Your goal:
Every line from the beginning of the data through the line containing "already running finish." should be reproduced exactly, and no further lines should be output.

Given information:
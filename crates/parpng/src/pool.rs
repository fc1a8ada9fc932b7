/*
 * Copyright (c) 2023.
 *
 * This software is free software; You can redistribute it or modify it under terms of the MIT, Apache License or Zlib license
 */

//! A small fixed size worker pool over scoped threads

use std::panic::{catch_unwind, AssertUnwindSafe};
use std::sync::atomic::{AtomicBool, AtomicUsize, Ordering};

use log::{debug, trace};

use crate::error::PngEncodeErrors;

/// Runs indexed jobs on a fixed number of threads
///
/// Workers claim job indices in increasing order from a shared counter.
/// The first failure stops further claims, jobs already running finish.
/// The pool holds no threads between calls, each [`run`](Self::run) is
/// a scope of its own.
#[derive(Debug, Copy, Clone, Eq, PartialEq)]
pub struct WorkerPool {
    num_threads: usize
}

impl Default for WorkerPool {
    fn default() -> Self {
        WorkerPool::new(0)
    }
}

impl WorkerPool {
    /// Create a pool of `num_threads` workers
    ///
    /// Zero picks the parallelism reported by the OS
    pub fn new(num_threads: usize) -> WorkerPool {
        let num_threads = if num_threads == 0 {
            std::thread::available_parallelism().map_or(1, |x| x.get())
        } else {
            num_threads
        };
        WorkerPool { num_threads }
    }

    pub const fn num_threads(&self) -> usize {
        self.num_threads
    }

    /// Run `job(i)` for every `i` in `0..num_jobs`, returning results in index order
    ///
    /// # Errors
    /// The error of the lowest failing index. A job that panics is
    /// reported as [`PngEncodeErrors::InternalWorkerFailure`]. Jobs not
    /// claimed before a failure was observed are skipped.
    pub fn run<T, F>(&self, num_jobs: usize, job: F) -> Result<Vec<T>, PngEncodeErrors>
    where
        T: Send,
        F: Fn(usize) -> Result<T, PngEncodeErrors> + Sync
    {
        let next_job = AtomicUsize::new(0);
        let failed = AtomicBool::new(false);

        let worker = || {
            let mut done = Vec::new();

            while !failed.load(Ordering::Acquire) {
                let index = next_job.fetch_add(1, Ordering::AcqRel);
                if index >= num_jobs {
                    break;
                }
                let result = catch_unwind(AssertUnwindSafe(|| job(index)))
                    .unwrap_or(Err(PngEncodeErrors::InternalWorkerFailure(index)));

                if let Err(err) = &result {
                    debug!("Job {index} failed: {err}");
                    failed.store(true, Ordering::Release);
                }
                done.push((index, result));
            }
            done
        };

        let num_workers = self.num_threads.min(num_jobs);
        let mut finished = Vec::with_capacity(num_jobs);

        if num_workers <= 1 {
            finished.extend(worker());
        } else {
            trace!("Running {num_jobs} jobs on {num_workers} threads");

            std::thread::scope(|s| {
                let handles: Vec<_> = (0..num_workers).map(|_| s.spawn(&worker)).collect();

                for handle in handles {
                    match handle.join() {
                        Ok(results) => finished.extend(results),
                        // the worker died outside a job, blame the job after the last claimed one
                        Err(_) => finished.push((
                            num_jobs,
                            Err(PngEncodeErrors::InternalWorkerFailure(num_jobs))
                        ))
                    }
                }
            });
        }
        finished.sort_unstable_by_key(|(index, _)| *index);

        let mut output = Vec::with_capacity(finished.len());
        for (_, result) in finished {
            output.push(result?);
        }
        if output.len() != num_jobs {
            // only reachable when a failure was recorded above
            return Err(PngEncodeErrors::InternalWorkerFailure(output.len()));
        }
        Ok(output)
    }
}

#[cfg(test)]
mod tests {
    use std::sync::atomic::{AtomicUsize, Ordering};

    use super::WorkerPool;
    use crate::error::PngEncodeErrors;

    #[test]
    fn results_come_back_in_order() {
        for threads in [1, 2, 3, 8] {
            let pool = WorkerPool::new(threads);
            let out = pool.run(50, |i| Ok(i * i)).unwrap();

            assert_eq!(out, (0..50).map(|i| i * i).collect::<Vec<_>>());
        }
    }

    #[test]
    fn zero_jobs() {
        let out: Vec<u8> = WorkerPool::new(4).run(0, |_| Ok(1)).unwrap();
        assert!(out.is_empty());
    }

    #[test]
    fn lowest_failing_index_wins() {
        for threads in [1, 4] {
            let err = WorkerPool::new(threads)
                .run(20, |i| {
                    if i == 7 || i == 12 {
                        Err(PngEncodeErrors::InvalidConfig(if i == 7 { "seven" } else { "twelve" }))
                    } else {
                        Ok(i)
                    }
                })
                .unwrap_err();

            assert!(matches!(err, PngEncodeErrors::InvalidConfig("seven")), "{err:?}");
        }
    }

    #[test]
    fn panics_become_worker_failures() {
        for threads in [1, 3] {
            let err = WorkerPool::new(threads)
                .run(10, |i| {
                    if i == 4 {
                        panic!("band exploded");
                    }
                    Ok(i)
                })
                .unwrap_err();

            assert!(matches!(err, PngEncodeErrors::InternalWorkerFailure(4)));
        }
    }

    #[test]
    fn failure_stops_new_claims() {
        let started = AtomicUsize::new(0);
        let _ = WorkerPool::new(1).run(100, |i| {
            started.fetch_add(1, Ordering::Relaxed);
            if i == 2 {
                Err(PngEncodeErrors::InvalidConfig("stop"))
            } else {
                Ok(())
            }
        });
        assert_eq!(started.load(Ordering::Relaxed), 3);
    }

    #[test]
    fn zero_threads_means_available_parallelism() {
        assert!(WorkerPool::new(0).num_threads() >= 1);
    }
}
/*
 * Copyright (c) 2023.
 *
 * This software is free software;
 *
 * You can redistribute it or modify it under terms of the MIT, Apache License or Zlib license
 */

use crate::bytestream::ByteIoError;

/// The writer trait implemented for the parpng encoders
///
/// Anything that implements this trait can be used as a sink
/// for writing encoded images.
///
/// Writes are strictly sequential, the encoder never seeks back.
pub trait ByteSink {
    /// Write some bytes into the sink returning number of bytes written or
    /// an error if something bad happened
    ///
    /// An implementation is free to write less bytes than are in buf,
    /// returning `Ok(0)` for a non-empty buffer signals that the sink
    /// cannot accept more data
    fn write_bytes(&mut self, buf: &[u8]) -> Result<usize, ByteIoError>;

    /// Write all bytes to the sink or return an error if something occurred
    ///
    /// The default implementation loops on [`write_bytes`](Self::write_bytes)
    /// and errors out with [`ByteIoError::ZeroWrite`] if the sink stops
    /// making progress
    fn write_all_bytes(&mut self, mut buf: &[u8]) -> Result<(), ByteIoError> {
        while !buf.is_empty() {
            let written = self.write_bytes(buf)?;
            if written == 0 {
                return Err(ByteIoError::ZeroWrite);
            }
            buf = &buf[written.min(buf.len())..];
        }
        Ok(())
    }

    /// Ensure bytes are written to the sink.
    fn flush_bytes(&mut self) -> Result<(), ByteIoError>;

    /// A hint to tell the implementation how big of a size we expect the image to be
    ///
    /// This is just a hint, akin to calling `Vec::reserve` and should be treated as such.
    fn reserve_capacity(&mut self, _size: usize) -> Result<(), ByteIoError> {
        Ok(())
    }
}

impl<T: ByteSink + ?Sized> ByteSink for &mut T {
    fn write_bytes(&mut self, buf: &[u8]) -> Result<usize, ByteIoError> {
        (**self).write_bytes(buf)
    }

    fn write_all_bytes(&mut self, buf: &[u8]) -> Result<(), ByteIoError> {
        (**self).write_all_bytes(buf)
    }

    fn flush_bytes(&mut self) -> Result<(), ByteIoError> {
        (**self).flush_bytes()
    }

    fn reserve_capacity(&mut self, size: usize) -> Result<(), ByteIoError> {
        (**self).reserve_capacity(size)
    }
}

impl ByteSink for &mut Vec<u8> {
    fn write_bytes(&mut self, buf: &[u8]) -> Result<usize, ByteIoError> {
        self.extend_from_slice(buf);
        Ok(buf.len())
    }

    fn write_all_bytes(&mut self, buf: &[u8]) -> Result<(), ByteIoError> {
        self.extend_from_slice(buf);
        Ok(())
    }

    fn flush_bytes(&mut self) -> Result<(), ByteIoError> {
        Ok(())
    }

    fn reserve_capacity(&mut self, size: usize) -> Result<(), ByteIoError> {
        self.reserve(size);
        Ok(())
    }
}

impl ByteSink for &mut [u8] {
    fn write_bytes(&mut self, buf: &[u8]) -> Result<usize, ByteIoError> {
        let amt = core::cmp::min(buf.len(), self.len());
        let (a, b) = core::mem::take(self).split_at_mut(amt);
        a.copy_from_slice(&buf[..amt]);
        *self = b;
        Ok(amt)
    }

    fn write_all_bytes(&mut self, buf: &[u8]) -> Result<(), ByteIoError> {
        if buf.len() > self.len() {
            return Err(ByteIoError::NotEnoughBuffer(self.len(), buf.len()));
        }
        let (a, b) = core::mem::take(self).split_at_mut(buf.len());
        a.copy_from_slice(buf);
        *self = b;

        Ok(())
    }

    fn flush_bytes(&mut self) -> Result<(), ByteIoError> {
        Ok(())
    }
}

Task response:
filename crates/parpng/src/pool.rs
repository fc1a8ada9fc932b7
/*
 * Copyright (c) 2023.
 *
 * This software is free software; You can redistribute it or modify it under terms of the MIT, Apache License or Zlib license
 */

//! A small fixed size worker pool over scoped threads

use std::panic::{catch_unwind, AssertUnwindSafe};
use std::sync::atomic::{AtomicBool, AtomicUsize, Ordering};

use log::{debug, trace};

use crate::error::PngEncodeErrors;

/// Runs indexed jobs on a fixed number of threads
///
/// Workers claim job indices in increasing order from a shared counter.
/// The first failure stops further claims, jobs already running finish.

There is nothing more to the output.